Wiley Susan, Meinzen-Derr Jareen, Hunter Lisa, Hudock Rebekah, Murphy Dora, Bentley Katie, Williams Tanishia
Division of Developmental and Behavioral Pediatrics, Cincinnati Children's Hospital Medical Center, University of Cincinnati, Cincinnati, OH.
Division of Biostatistics and Epidemiology, Cincinnati Children's Hospital Medical Center, University of Cincinnati, Cincinnati, OH.
J Am Acad Audiol. 2018 May;29(5):378-388. doi: 10.3766/jaaa.16139.
There is a significant lack of evidence guiding our understanding of the needs of families of children who are deaf/hard of hearing (Deaf/HH) with an autism spectrum disorder (ASD). Much of our current knowledge is founded in case report studies with very small numbers of children with the dual diagnosis.
The purpose of this study was to gain an understanding of the factors relating to caregiver stress and needs (i.e., supports and interventions) in families of children who are Deaf/HH with ASD.
Comparison groups of families of children who were Deaf/HH, families with a hearing child with ASD, and families of children who were Deaf/HH with ASD were administered standardized questionnaires of stress with brief qualitative questionnaires focusing on family-identified needs.
Six families of children with the dual diagnosis, four families of children who were Deaf/HH, and three families of children with ASD.
Surveys included demographic and support questionnaires, the Parenting Stress Index (PSI), the Pediatric Hearing Impairment Caregiver Experience, and a qualitative questionnaire.

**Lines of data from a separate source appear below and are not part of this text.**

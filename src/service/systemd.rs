//! systemd unit for starting selfcontrol at boot (Linux).

use std::fmt::Write as _;

/// A system service unit.
#[derive(Debug, Clone, PartialEq, Eq)]
pub struct SystemdUnit {
    /// `Description=` line
    pub description: String,
    /// Absolute path of the binary
    pub exec_start: String,
    /// `Environment=` assignments in order
    pub environment: Vec<(String, String)>,
    /// `WantedBy=` target
    pub wanted_by: String,
}

impl SystemdUnit {
    /// Unit file name.
    pub const NAME: &'static str = "selfcontrol.service";

    /// Creates a unit that runs `binary_path` when the system boots.
    pub fn new(binary_path: impl Into<String>) -> Self {
        Self {
            description: "Selfcontrol website blocker".to_string(),
            exec_start: binary_path.into(),
            environment: Vec::new(),
            wanted_by: "multi-user.target".to_string(),
        }
    }

    /// Adds an environment assignment.
    pub fn with_env(mut self, key: impl Into<String>, value: impl Into<String>) -> Self {
        self.environment.push((key.into(), value.into()));
        self
    }

    /// Renders the unit file.
    pub fn render(&self) -> String {
        let mut out = String::new();
        out.push_str("[Unit]\n");
        let _ = writeln!(out, "Description={}", self.description);
        out.push_str("\n[Service]\n");
        out.push_str("Type=simple\n");
        let _ = writeln!(out, "ExecStart=\"{}\"", self.exec_start);
        for (key, value) in &self.environment {
            let _ = writeln!(out, "Environment=\"{key}={value}\"");
        }
        out.push_str("\n[Install]\n");
        let _ = writeln!(out, "WantedBy={}", self.wanted_by);
        out
    }
}

#[cfg(test)]
mod tests {
    use super::*;

    #[test]
    fn test_render_startup_unit() {
        let unit = SystemdUnit::new("/usr/local/bin/selfcontrol")
            .with_env("SELFCONTROL_STARTUP", "1")
            .with_env("SELFCONTROL_HOME", "/home/me/.selfcontrol");

        assert_eq!(
            unit.render(),
            "[Unit]\n\
             Description=Selfcontrol website blocker\n\
             \n\
             [Service]\n\
             Type=simple\n\
             ExecStart=\"/usr/local/bin/selfcontrol\"\n\
             Environment=\"SELFCONTROL_STARTUP=1\"\n\
             Environment=\"SELFCONTROL_HOME=/home/me/.selfcontrol\"\n\
             \n\
             [Install]\n\
             WantedBy=multi-user.target\n"
        );
    }

    #[test]
    fn test_unit_name() {
        assert_eq!(SystemdUnit::NAME, "selfcontrol.service");
    }
}
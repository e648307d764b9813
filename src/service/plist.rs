//! LaunchAgent plist for starting selfcontrol at login (macOS).

use serde::{Deserialize, Serialize};
use std::collections::BTreeMap;

use super::error::{Result, ServiceError};

/// LaunchAgent plist structure.
#[derive(Debug, Clone, Serialize, Deserialize, PartialEq)]
pub struct SelfControlLaunchAgent {
    /// Service label (reverse domain format)
    #[serde(rename = "Label")]
    pub label: String,

    /// Program to execute with its arguments
    #[serde(rename = "ProgramArguments")]
    pub program_arguments: Vec<String>,

    /// Whether to start at login
    #[serde(rename = "RunAtLoad")]
    pub run_at_load: bool,

    /// Whether launchd restarts the process when it exits
    #[serde(rename = "KeepAlive")]
    pub keep_alive: bool,

    /// Path to stdout log file
    #[serde(rename = "StandardOutPath")]
    pub standard_out_path: String,

    /// Path to stderr log file
    #[serde(rename = "StandardErrorPath")]
    pub standard_error_path: String,

    /// Environment variables
    #[serde(rename = "EnvironmentVariables")]
    pub environment_variables: BTreeMap<String, String>,
}

impl SelfControlLaunchAgent {
    /// Service label.
    pub const LABEL: &'static str = "com.selfcontrol.startup";

    /// Creates a LaunchAgent that runs `binary_path` in startup mode.
    ///
    /// The process exits on its own once resumed blocks end, so launchd
    /// must not restart it.
    pub fn new(binary_path: impl Into<String>, log_path: impl Into<String>) -> Self {
        let log_path = log_path.into();
        Self {
            label: Self::LABEL.to_string(),
            program_arguments: vec![binary_path.into()],
            run_at_load: true,
            keep_alive: false,
            standard_out_path: log_path.clone(),
            standard_error_path: log_path,
            environment_variables: BTreeMap::new(),
        }
    }

    /// Adds an environment variable.
    pub fn with_env(mut self, key: impl Into<String>, value: impl Into<String>) -> Self {
        self.environment_variables.insert(key.into(), value.into());
        self
    }

    /// Generates the plist XML string.
    pub fn to_xml(&self) -> Result<String> {
        let mut buf = Vec::new();
        plist::to_writer_xml(&mut buf, self).map_err(ServiceError::PlistSerialize)?;
        String::from_utf8(buf).map_err(ServiceError::PlistUtf8)
    }
}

Families of children who were Deaf/HH with ASD had a higher median total stress score on the PSI as compared to families of children who were Deaf/HH only (58.5 versus 41.5, respectively; p = 0.02) and higher Child Domain scores (60 versus 43, respectively; p = 0.02), indicating higher levels of stress in families of children with the dual diagnosis. The families of children who were Deaf/HH with ASD reported similar levels of stress as families of children with ASD.
Families of children who are Deaf/HH with an ASD experience stress and describe similar needs and priorities as families of hearing children with ASD. This suggests the needs related to having an autism spectrum disorder are of high priority in families of children with the dual diagnosis.
在引导我们理解患有自闭症谱系障碍(ASD)的失聪/听力障碍(Deaf/HH)儿童家庭需求方面,存在显著的证据不足。我们目前的许多知识都建立在对极少数患有双重诊断的儿童的病例报告研究基础上。
本研究的目的是了解与患有ASD的Deaf/HH儿童家庭中照顾者压力及需求(即支持和干预措施)相关的因素。
对Deaf/HH儿童家庭、有听力正常但患有ASD儿童的家庭以及患有ASD的Deaf/HH儿童家庭这几组对照家庭,发放标准化压力问卷,并附上聚焦于家庭确定需求的简短定性问卷。
六个患有双重诊断的儿童家庭、四个Deaf/HH儿童家庭以及三个患有ASD的儿童家庭。
调查包括人口统计学和支持问卷、育儿压力指数(PSI)、儿科听力障碍照顾者体验问卷以及一份定性问卷。
与仅为Deaf/HH儿童的家庭相比,患有ASD的Deaf/HH儿童家庭在PSI上的总压力得分中位数更高(分别为58.5和41.5;p = 0.02),儿童领域得分也更高(分别为60和43;p = 0.02),这表明患有双重诊断的儿童家庭压力水平更高。患有ASD的Deaf/HH儿童家庭报告的压力水平与患有ASD的听力正常儿童家庭相似。
患有ASD的Deaf/HH儿童家庭会经历压力,并且与听力正常但患有ASD的儿童家庭有着相似的需求和优先事项。这表明在患有双重诊断的儿童家庭中,与自闭症谱系障碍相关的需求是高度优先的。